Yeah I have said that many times in other threads - if they had a 330iT or 330xiT, I would probably only have 1 BMW auto today instead of 2.


----------



## PABS (Apr 3, 2003)

For that matter I also don't know why there wasn't an E39 touring with the 3.0l

The 528iT is underpowered and the 540iT is overpriced.


----------



## gojira-san (Mar 1, 2004)

PABS said:


> The 528iT is underpowered and the 540iT is overpriced.
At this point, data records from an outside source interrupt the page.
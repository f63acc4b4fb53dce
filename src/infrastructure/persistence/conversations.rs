use crate::domain::entities::{ChatFlowRouting, Conversation, ConversationStatus};
use crate::domain::ports::conversation_repository::ConversationRepository;
use crate::infrastructure::http::middleware::error::{ApiError, ApiResult};
use crate::infrastructure::persistence::chat_flows::parse_keyword_team_pairs;
use crate::infrastructure::persistence::Database;
use sqlx::any::AnyRow;
use sqlx::Row;

const CONVERSATION_COLUMNS: &str = "c.id, c.chat_flow_id, c.visitor_name, c.visitor_email,
    c.status, c.agent_id, c.department, c.last_message_at, c.created_at, c.updated_at";

fn row_to_conversation(row: &AnyRow) -> ApiResult<Conversation> {
    let status_str: String = row.try_get("status")?;
    let status = status_str
        .parse::<ConversationStatus>()
        .map_err(ApiError::Internal)?;

    Ok(Conversation {
        id: row.try_get("id")?,
        chat_flow_id: row.try_get("chat_flow_id")?,
        visitor_name: row.try_get("visitor_name")?,
        visitor_email: row.try_get("visitor_email")?,
        status,
        agent_id: row.try_get("agent_id")?,
        department: row.try_get("department")?,
        last_message_at: row.try_get("last_message_at")?,
        created_at: row.try_get("created_at")?,
        updated_at: row.try_get("updated_at")?,
    })
}

impl Database {
    async fn fetch_conversation(&self, id: &str) -> ApiResult<Option<Conversation>> {
        let sql = format!(
            "SELECT {} FROM conversations c WHERE c.id = ?",
            CONVERSATION_COLUMNS
        );
        let row = sqlx::query(&sql).bind(id).fetch_optional(&self.pool).await?;

        row.as_ref().map(row_to_conversation).transpose()
    }

    async fn require_conversation(&self, id: &str) -> ApiResult<Conversation> {
        self.fetch_conversation(id)
            .await?
            .ok_or_else(|| ApiError::NotFound(format!("Conversation {} not found", id)))
    }
}

#[async_trait::async_trait]
impl ConversationRepository for Database {
    async fn create_conversation(&self, conversation: &Conversation) -> ApiResult<()> {
        sqlx::query(
            "INSERT INTO conversations (id, chat_flow_id, visitor_name, visitor_email, status,
                                        agent_id, department, last_message_at, created_at, updated_at)
             VALUES (?, ?, ?, ?, ?, ?, ?, ?, ?, ?)",
        )
        .bind(&conversation.id)
        .bind(&conversation.chat_flow_id)
        .bind(&conversation.visitor_name)
        .bind(&conversation.visitor_email)
        .bind(conversation.status.to_string())
        .bind(&conversation.agent_id)
        .bind(&conversation.department)
        .bind(&conversation.last_message_at)
        .bind(&conversation.created_at)
        .bind(&conversation.updated_at)
        .execute(&self.pool)
        .await?;

        Ok(())
    }

    async fn get_conversation_by_id(&self, id: &str) -> ApiResult<Option<Conversation>> {
        self.fetch_conversation(id).await
    }

    async fn get_routing_context(
        &self,
        conversation_id: &str,
    ) -> ApiResult<Option<(Conversation, ChatFlowRouting)>> {
        let sql = format!(
            "SELECT {},
                    CAST(f.auto_assign_conversations AS INTEGER) AS auto_assign_conversations,
                    f.keyword_team_pairs,
                    f.fallback_team
             FROM conversations c
             INNER JOIN chat_flows f ON f.id = c.chat_flow_id
             WHERE c.id = ?",
            CONVERSATION_COLUMNS
        );
        let row = sqlx::query(&sql)
            .bind(conversation_id)
            .fetch_optional(&self.pool)
            .await?;

        let Some(row) = row else {
            return Ok(None);
        };

        let conversation = row_to_conversation(&row)?;
        let auto_assign: i64 = row.try_get("auto_assign_conversations")?;
        let pairs_json: Option<String> = row.try_get("keyword_team_pairs")?;
        let routing = ChatFlowRouting {
            keyword_team_pairs: parse_keyword_team_pairs(
                pairs_json.as_deref(),
                &conversation.chat_flow_id,
            ),
            chat_flow_id: conversation.chat_flow_id.clone(),
            auto_assign_conversations: auto_assign != 0,
            fallback_team: row.try_get("fallback_team")?,
        };

        Ok(Some((conversation, routing)))
    }

    async fn list_conversations_for_chat_flow(
        &self,
        chat_flow_id: &str,
    ) -> ApiResult<Vec<Conversation>> {
        let sql = format!(
            "SELECT {} FROM conversations c WHERE c.chat_flow_id = ? ORDER BY c.created_at DESC",
            CONVERSATION_COLUMNS
        );
        let rows = sqlx::query(&sql)
            .bind(chat_flow_id)
            .fetch_all(&self.pool)
            .await?;

        rows.iter().map(row_to_conversation).collect()
    }

    async fn count_active_for_agent(&self, agent_id: &str) -> ApiResult<i64> {
        let row = sqlx::query(
            "SELECT COUNT(*) AS count FROM conversations WHERE agent_id = ? AND status = ?",
        )
        .bind(agent_id)
        .bind(ConversationStatus::Active.to_string())
        .fetch_one(&self.pool)
        .await?;

        Ok(row.try_get("count")?)
    }

    async fn update_assignment(
        &self,
        conversation_id: &str,
        agent_id: &str,
        team: &str,
        timestamp: &str,
    ) -> ApiResult<Conversation> {
        let result = sqlx::query(
            "UPDATE conversations
             SET agent_id = ?, department = ?, last_message_at = ?, updated_at = ?
             WHERE id = ?",
        )
        .bind(agent_id)
        .bind(team)
        .bind(timestamp)
        .bind(timestamp)
        .bind(conversation_id)
        .execute(&self.pool)
        .await?;

        if result.rows_affected() == 0 {
            return Err(ApiError::NotFound(format!(
                "Conversation {} not found",
                conversation_id
            )));
        }

        self.require_conversation(conversation_id).await
    }

    async fn assign_if_under_capacity(
        &self,
        conversation_id: &str,
        agent_id: &str,
        team: &str,
        timestamp: &str,
        max_active: i64,
    ) -> ApiResult<Option<Conversation>> {
        let result = sqlx::query(
            "UPDATE conversations
             SET agent_id = ?, department = ?, last_message_at = ?, updated_at = ?
             WHERE id = ?
               AND (SELECT COUNT(*) FROM conversations assigned
                    WHERE assigned.agent_id = ? AND assigned.status = ? AND assigned.id <> ?) < ?",
        )
        .bind(agent_id)
        .bind(team)
        .bind(timestamp)
        .bind(timestamp)
        .bind(conversation_id)
        .bind(agent_id)
        .bind(ConversationStatus::Active.to_string())
        .bind(conversation_id)
        .bind(max_active)
        .execute(&self.pool)
        .await?;

        if result.rows_affected() == 0 {
            return Ok(None);
        }

        self.require_conversation(conversation_id).await.map(Some)
    }

    async fn update_conversation_status(
        &self,
        conversation_id: &str,
        status: ConversationStatus,
    ) -> ApiResult<Conversation> {
        let result = sqlx::query("UPDATE conversations SET status = ?, updated_at = ? WHERE id = ?")
            .bind(status.to_string())
            .bind(chrono::Utc::now().to_rfc3339())
            .bind(conversation_id)
            .execute(&self.pool)
            .await?;

        if result.rows_affected() == 0 {
            return Err(ApiError::NotFound(format!(
                "Conversation {} not found",
                conversation_id
            )));
        }

        self.require_conversation(conversation_id).await
    }
}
I had thought that too until I bought mine. You push the loud pedal down, the 528 goes -- certainly not as quick off the line as the 540 but I am more than happy. If you give it the boot on the highway, it will move right up to 100mph+ very happily. Mine has the older GM auto also, not the Step. I get about 23-24mpg with mine (with 80000 miles on the odo) 
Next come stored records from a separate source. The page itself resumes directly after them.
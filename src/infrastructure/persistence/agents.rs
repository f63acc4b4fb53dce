use crate::domain::entities::{Agent, AgentStatus};
use crate::domain::ports::agent_repository::AgentRepository;
use crate::infrastructure::http::middleware::error::{ApiError, ApiResult};
use crate::infrastructure::persistence::Database;
use async_trait::async_trait;
use sqlx::any::AnyRow;
use sqlx::Row;

const AGENT_COLUMNS: &str =
    "a.id, a.name, a.email, CAST(a.is_active AS INTEGER) AS is_active, a.status, a.created_at";

fn row_to_agent(row: &AnyRow) -> ApiResult<Agent> {
    let status_str: String = row.try_get("status")?;
    let status = status_str.parse().unwrap_or_else(|e| {
        tracing::warn!("{}; treating agent as offline", e);
        AgentStatus::Offline
    });
    let is_active: i64 = row.try_get("is_active")?;

    Ok(Agent {
        id: row.try_get("id")?,
        name: row.try_get("name")?,
        email: row.try_get("email")?,
        is_active: is_active != 0,
        status,
        created_at: row.try_get("created_at")?,
    })
}

#[async_trait]
impl AgentRepository for Database {
    async fn create_agent(&self, agent: &Agent) -> ApiResult<()> {
        sqlx::query(
            "INSERT INTO agents (id, name, email, is_active, status, created_at)
             VALUES (?, ?, ?, ?, ?, ?)",
        )
        .bind(&agent.id)
        .bind(&agent.name)
        .bind(&agent.email)
        .bind(agent.is_active)
        .bind(agent.status.to_string())
        .bind(&agent.created_at)
        .execute(&self.pool)
        .await?;

        Ok(())
    }

    async fn list_eligible_agents(&self, team: Option<&str>) -> ApiResult<Vec<Agent>> {
        let status_placeholders = vec!["?"; AgentStatus::ASSIGNABLE.len()].join(", ");
        let team_clause = if team.is_some() {
            "AND EXISTS (SELECT 1 FROM agent_teams t
                         WHERE t.agent_id = a.id AND LOWER(t.team) = LOWER(?))"
        } else {
            ""
        };
        let sql = format!(
            "SELECT {} FROM agents a
             WHERE a.is_active = 1 AND a.status IN ({}) {}
             ORDER BY a.created_at ASC, a.id ASC",
            AGENT_COLUMNS, status_placeholders, team_clause
        );

        let mut query = sqlx::query(&sql);
        for status in AgentStatus::ASSIGNABLE {
            query = query.bind(status.to_string());
        }
        if let Some(team) = team {
            query = query.bind(team);
        }

        let rows = query.fetch_all(&self.pool).await?;
        rows.iter().map(row_to_agent).collect()
    }

    async fn set_agent_active(&self, agent_id: &str, is_active: bool) -> ApiResult<()> {
        let result = sqlx::query("UPDATE agents SET is_active = ? WHERE id = ?")
            .bind(is_active)
            .bind(agent_id)
            .execute(&self.pool)
            .await?;

        if result.rows_affected() == 0 {
            return Err(ApiError::NotFound(format!("Agent {} not found", agent_id)));
        }
        Ok(())
    }

    async fn add_team_membership(&self, agent_id: &str, team: &str) -> ApiResult<()> {
        sqlx::query(
            "INSERT INTO agent_teams (agent_id, team, created_at)
             VALUES (?, ?, ?)
             ON CONFLICT (agent_id, team) DO NOTHING",
        )
        .bind(agent_id)
        .bind(team)
        .bind(chrono::Utc::now().to_rfc3339())
        .execute(&self.pool)
        .await?;

        Ok(())
    }
}
#![allow(dead_code, unused_imports)]
pub mod livetalk_helpers;
pub mod test_db;

pub use livetalk_helpers::*;
pub use test_db::*;
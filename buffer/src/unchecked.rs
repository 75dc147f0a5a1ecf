//! Raw value transfer without bounds checks.
//!
//! These are the building blocks for the checked APIs. They assume the caller
//! has already verified that the cursor holds at least `T::BYTE_WIDTH` bytes;
//! a short cursor panics on slice indexing rather than reporting an error.

use crate::value::BufferValue;

/// Decodes one `T` from the front of `cursor` and returns it with the
/// remaining bytes.
///
/// # Panics
///
/// Panics if `cursor` is shorter than `T::BYTE_WIDTH`.
#[inline]
pub fn unchecked_read<T: BufferValue>(cursor: &[u8]) -> (T::Decoded, &[u8]) {
    let (head, tail) = cursor.split_at(T::BYTE_WIDTH);
    (T::read_from(head), tail)
}

/// Encodes `value` into the front of `cursor` and returns the remaining bytes.
///
/// Only `cursor[..T::BYTE_WIDTH]` is modified.
///
/// # Panics
///
/// Panics if `cursor` is shorter than `T::BYTE_WIDTH`.
#[inline]
pub fn unchecked_write<'a, T: BufferValue>(cursor: &'a mut [u8], value: &T) -> &'a mut [u8] {
    let (head, tail) = cursor.split_at_mut(T::BYTE_WIDTH);
    value.write_to(head);
    tail
}

/// Decodes the next slot of a list and advances `rest` past it.
#[inline]
pub(crate) fn next_unchecked<T: BufferValue>(rest: &mut &[u8]) -> T::Decoded {
    let (value, tail) = unchecked_read::<T>(*rest);
    *rest = tail;
    value
}

/// Encodes the next slot of a list and advances `rest` past it.
#[inline]
pub(crate) fn put_unchecked<T: BufferValue>(rest: &mut &mut [u8], value: &T) {
    let cursor = std::mem::take(rest);
    *rest = unchecked_write(cursor, value);
}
To go back to the 3ers, when I drove the 325xiT I kept looking for more power, maybe because it was a Step model (the only one the dealer had.) I then drove the 330, fell in love with it and that was all.


----------



## andy_thomas (Oct 7, 2002)

PABS said:


> For that matter I also don't know why there wasn't an E39 touring with the 3.0l


There was - and a fine car it is too.


> The 528iT is underpowered and the 540iT is overpriced.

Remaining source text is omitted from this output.